Cleaning up China’s debt problem will be expensive, but this process is likely to result in gradually slower economic growth rates, greater volatility, and a higher fiscal deficit/GDP ratio, not the dramatic hard landing or banking crisis scenarios that make for a sexier media story.

Now, to your questions:

Q: Everyone agrees China faces a serious debt problem. How did this problem develop?

The origin of China’s debt problem was the 2007 to 2008 Global Financial Crisis (GFC). Prior to that point, China’s debt/GDP ratio was relatively low and stable.

The GFC led to a collapse in global demand for goods, including exports from China. As Chinese exports collapsed, many factories closed and an estimated 20 million workers lost their jobs. The government was concerned that this spike in unemployment—primarily of young workers who left rural homes for urban manufacturing jobs—might lead to social unrest.
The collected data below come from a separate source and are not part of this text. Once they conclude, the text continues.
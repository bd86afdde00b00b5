use crate::parser::{locate_date, locate_value_with_fallback, normalize_date, normalize_value};
use crate::pdf::extract_pdf_text;
use anyhow::{Context, Result};
use std::path::{Path, PathBuf};
use tracing::{debug, info, warn};
use walkdir::WalkDir;

/// Value labels in priority order: the gross amount, then a plain total.
pub const DEFAULT_VALUE_LABELS: [&str; 2] = ["Gross Amount incl. VAT", "Total"];

/// One row of output: the extracted amount and date of a single invoice PDF.
#[derive(Debug, Clone, PartialEq, Eq)]
pub struct InvoiceRecord {
    pub file_name: String,
    /// `DD-MM-YYYY` when recognized, the raw candidate otherwise, `None` if no date was found.
    pub date: Option<String>,
    pub value: String,
}

/// Builds a record from already extracted text.
///
/// Returns the label that produced the value along with the record, or `None`
/// if none of `labels` occurs in the text.
pub fn extract_record<'l, S: AsRef<str>>(
    file_name: &str,
    text: &str,
    labels: &'l [S],
) -> Option<(&'l str, InvoiceRecord)> {
    let (label, raw_value) = locate_value_with_fallback(text, labels)?;
    let candidate = locate_date(text);
    debug!("{file_name}: label {label:?} -> {raw_value:?}, date candidate {candidate:?}");
    Some((
        label,
        InvoiceRecord {
            file_name: file_name.to_string(),
            date: candidate.map(normalize_date),
            value: normalize_value(raw_value),
        },
    ))
}

/// Lists the `*.pdf` files directly inside `folder`, sorted by file name.
///
/// The suffix check is case-sensitive: `scan.PDF` is not picked up.
pub fn list_pdf_files(folder: &Path) -> Result<Vec<PathBuf>> {
    let mut files = Vec::new();
    for entry in WalkDir::new(folder)
        .min_depth(1)
        .max_depth(1)
        .sort_by_file_name()
    {
        let entry =
            entry.with_context(|| format!("failed to read directory {}", folder.display()))?;
        if entry.file_type().is_file() && entry.file_name().to_string_lossy().ends_with(".pdf") {
            files.push(entry.into_path());
        }
    }
    Ok(files)
}

fn not_found_message(labels: &[impl AsRef<str>], file_name: &str) -> String {
    let tried: Vec<&str> = labels.iter().map(AsRef::as_ref).collect();
    format!("Neither {} found in {file_name}", tried.join(" nor "))
}

/// Processes every PDF in `folder` and collects one record per file that
/// yielded a value.
///
/// Files whose text can't be extracted, or that contain none of the labels,
/// are reported and skipped. Returns `None` when nothing was collected.
pub fn process_folder<S: AsRef<str>>(
    folder: &Path,
    labels: &[S],
) -> Result<Option<Vec<InvoiceRecord>>> {
    let files = list_pdf_files(folder)?;
    info!("found {} PDF file(s) in {}", files.len(), folder.display());

    let mut records = Vec::new();
    for path in &files {
        let file_name = path
            .file_name()
            .map(|n| n.to_string_lossy().into_owned())
            .unwrap_or_default();
        println!("Processing {file_name}...");

        match extract_pdf_text(path) {
            Ok(text) => match extract_record(&file_name, &text, labels) {
                Some((label, record)) => {
                    println!("{label} for {file_name}: {}", record.value);
                    records.push(record);
                }
                None => println!("{}", not_found_message(labels, &file_name)),
            },
            Err(err) => {
                warn!("skipping {}: {err:#}", path.display());
                println!("Warning: Could not read {file_name}: {err:#}");
            }
        }
        println!("{}", "-".repeat(40));
    }

    Ok((!records.is_empty()).then_some(records))
}
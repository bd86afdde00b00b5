use crate::batch::InvoiceRecord;
use anyhow::{Context, Result};
use rust_decimal::Decimal;
use rust_decimal::prelude::ToPrimitive;
use rust_xlsxwriter::Workbook;
use std::collections::BTreeMap;
use std::path::{Path, PathBuf};
use std::str::FromStr;

pub const EXCEL_FILE_NAME: &str = "invoice_data.xlsx";
pub const CSV_FILE_NAME: &str = "invoice_data.csv";

pub const DATA_SHEET: &str = "Data";
pub const PIVOT_SHEET: &str = "Pivot Table";

pub const HEADERS: [&str; 3] = ["File Name", "Date", "Value"];
pub const PIVOT_HEADERS: [&str; 3] = ["Date", "File Name", "Value"];

/// Aggregated value of one (date, file name) group.
#[derive(Debug, Clone, PartialEq)]
pub enum PivotValue {
    Sum(Decimal),
    /// At least one member wasn't numeric; the raw strings are concatenated.
    Text(String),
}

#[derive(Debug, Clone, PartialEq)]
pub struct PivotRow {
    pub date: String,
    pub file_name: String,
    pub value: PivotValue,
}

// Only plain decimals count as numbers; "1,234.56" and "12,50" stay text.
fn parse_amount(value: &str) -> Option<Decimal> {
    Decimal::from_str(value).ok()
}

/// Sums the value column grouped by (date, file name), ordered by those keys.
///
/// Records without a date have no group key and are left out.
pub fn pivot(records: &[InvoiceRecord]) -> Vec<PivotRow> {
    let mut groups: BTreeMap<(&str, &str), Vec<&str>> = BTreeMap::new();
    for record in records {
        if let Some(date) = record.date.as_deref() {
            groups
                .entry((date, record.file_name.as_str()))
                .or_default()
                .push(record.value.as_str());
        }
    }

    groups
        .into_iter()
        .map(|((date, file_name), values)| {
            let sum: Option<Decimal> = values.iter().map(|v| parse_amount(v)).sum();
            PivotRow {
                date: date.to_string(),
                file_name: file_name.to_string(),
                value: match sum {
                    Some(total) => PivotValue::Sum(total),
                    None => PivotValue::Text(values.concat()),
                },
            }
        })
        .collect()
}

/// Writes the workbook with a "Data" sheet listing every record and a
/// "Pivot Table" sheet holding the aggregated view.
pub fn write_excel(records: &[InvoiceRecord], path: &Path) -> Result<()> {
    let mut workbook = Workbook::new();

    let data = workbook.add_worksheet();
    data.set_name(DATA_SHEET)?;
    for (col, header) in HEADERS.iter().enumerate() {
        data.write_string(0, col as u16, *header)?;
    }
    for (idx, record) in records.iter().enumerate() {
        let row = (idx + 1) as u32;
        data.write_string(row, 0, &record.file_name)?;
        if let Some(date) = &record.date {
            data.write_string(row, 1, date)?;
        }
        data.write_string(row, 2, &record.value)?;
    }

    let pivot_sheet = workbook.add_worksheet();
    pivot_sheet.set_name(PIVOT_SHEET)?;
    for (col, header) in PIVOT_HEADERS.iter().enumerate() {
        pivot_sheet.write_string(0, col as u16, *header)?;
    }
    for (idx, entry) in pivot(records).iter().enumerate() {
        let row = (idx + 1) as u32;
        pivot_sheet.write_string(row, 0, &entry.date)?;
        pivot_sheet.write_string(row, 1, &entry.file_name)?;
        match &entry.value {
            PivotValue::Sum(total) => {
                pivot_sheet.write_number(row, 2, total.to_f64().unwrap_or_default())?;
            }
            PivotValue::Text(text) => {
                pivot_sheet.write_string(row, 2, text)?;
            }
        }
    }

    workbook
        .save(path)
        .with_context(|| format!("failed to write {}", path.display()))?;
    Ok(())
}

/// Writes the records as semicolon separated text with a header line.
pub fn write_csv(records: &[InvoiceRecord], path: &Path) -> Result<()> {
    let mut wtr = csv::WriterBuilder::new()
        .delimiter(b';')
        .from_path(path)
        .with_context(|| format!("failed to create {}", path.display()))?;

    wtr.write_record(HEADERS)?;
    for record in records {
        wtr.write_record([
            record.file_name.as_str(),
            record.date.as_deref().unwrap_or(""),
            record.value.as_str(),
        ])?;
    }

    wtr.flush()?;
    Ok(())
}

/// Writes both output files into `folder` and returns their paths.
pub fn save_reports(records: &[InvoiceRecord], folder: &Path) -> Result<(PathBuf, PathBuf)> {
    let excel_path = folder.join(EXCEL_FILE_NAME);
    write_excel(records, &excel_path)?;
    let csv_path = folder.join(CSV_FILE_NAME);
    write_csv(records, &csv_path)?;
    Ok((excel_path, csv_path))
}
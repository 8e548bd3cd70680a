//! Events delivered to the session's event loop
//!
//! Timer ticks and request completions all arrive on one channel and are
//! handled one at a time by [`crate::session::Session::handle_event`].
//!
//! Copyright (c) 2025 Mohammad Atashi <mohammadaliatashi@icloud.com>

use crate::error::ServiceResult;
use crate::model::{AlgorithmCatalog, RandomInput, SimulationRequest, SimulationResponse};
use crate::status::LoadingGuard;

/// Outcome of a request that raised the loading indicator. The indicator
/// stays up until this value is consumed.
#[derive(Debug)]
pub struct Completion<T> {
    pub outcome: T,
    loading: LoadingGuard,
}

impl<T> Completion<T> {
    pub fn new(outcome: T, loading: LoadingGuard) -> Self {
        Self { outcome, loading }
    }

    /// Split into the outcome and the guard holding the indicator
    pub fn into_parts(self) -> (T, LoadingGuard) {
        (self.outcome, self.loading)
    }
}

#[derive(Debug)]
pub enum Event {
    /// Playback timer fired
    Tick { generation: u64 },

    /// Simulation request finished
    Simulation {
        request: SimulationRequest,
        completion: Completion<ServiceResult<SimulationResponse>>,
    },

    /// Random input request finished
    RandomInput(Completion<ServiceResult<RandomInput>>),

    /// Algorithm catalog request finished
    Catalog(ServiceResult<AlgorithmCatalog>),
}

/// Keyboard shortcuts understood by the session
#[derive(Debug, Clone, Copy, PartialEq, Eq)]
pub enum Key {
    ArrowLeft,
    ArrowRight,
    Space,
}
But the government rejected the idea of a large currency devaluation because the problem was lack of demand in markets such as the U.S. and Europe, not weak competitiveness of Chinese goods.

Instead, Beijing undertook the world’s largest Keynesian stimulus: spending government money to accelerate the construction of public works projects—everything from bridges and roads to wastewater treatment plants—that had been scheduled to be built in the future. The objective was to quickly create millions of jobs, ranging from construction and driving to accounting, in an effort to reduce unemployment and the risk of social instability.

Q: How did China pay for this stimulus?

In most countries, a huge stimulus like this would have been funded directly by the government via fiscal spending. China, however, chose to fund its infrastructure construction stimulus via bank loans.

Back then, officials told me they preferred to use bank loans because every bank in China was (and still is) controlled by the government, and most of the loans went to state-owned enterprises (SOEs) who were responsible for managing the construction projects (although much of the work was carried out by privately owned contractors). Officials said they hoped a network of bank branch managers could be held responsible for ensuring that construction proceeded rapidly with a minimal level of waste, fraud and mismanagement.

Q: Was the stimulus a success?

By some metrics, the stimulus was very successful. Most importantly, from the Chinese government’s perspective, the stimulus created enough jobs to help the country weather the GFC without significant social unrest.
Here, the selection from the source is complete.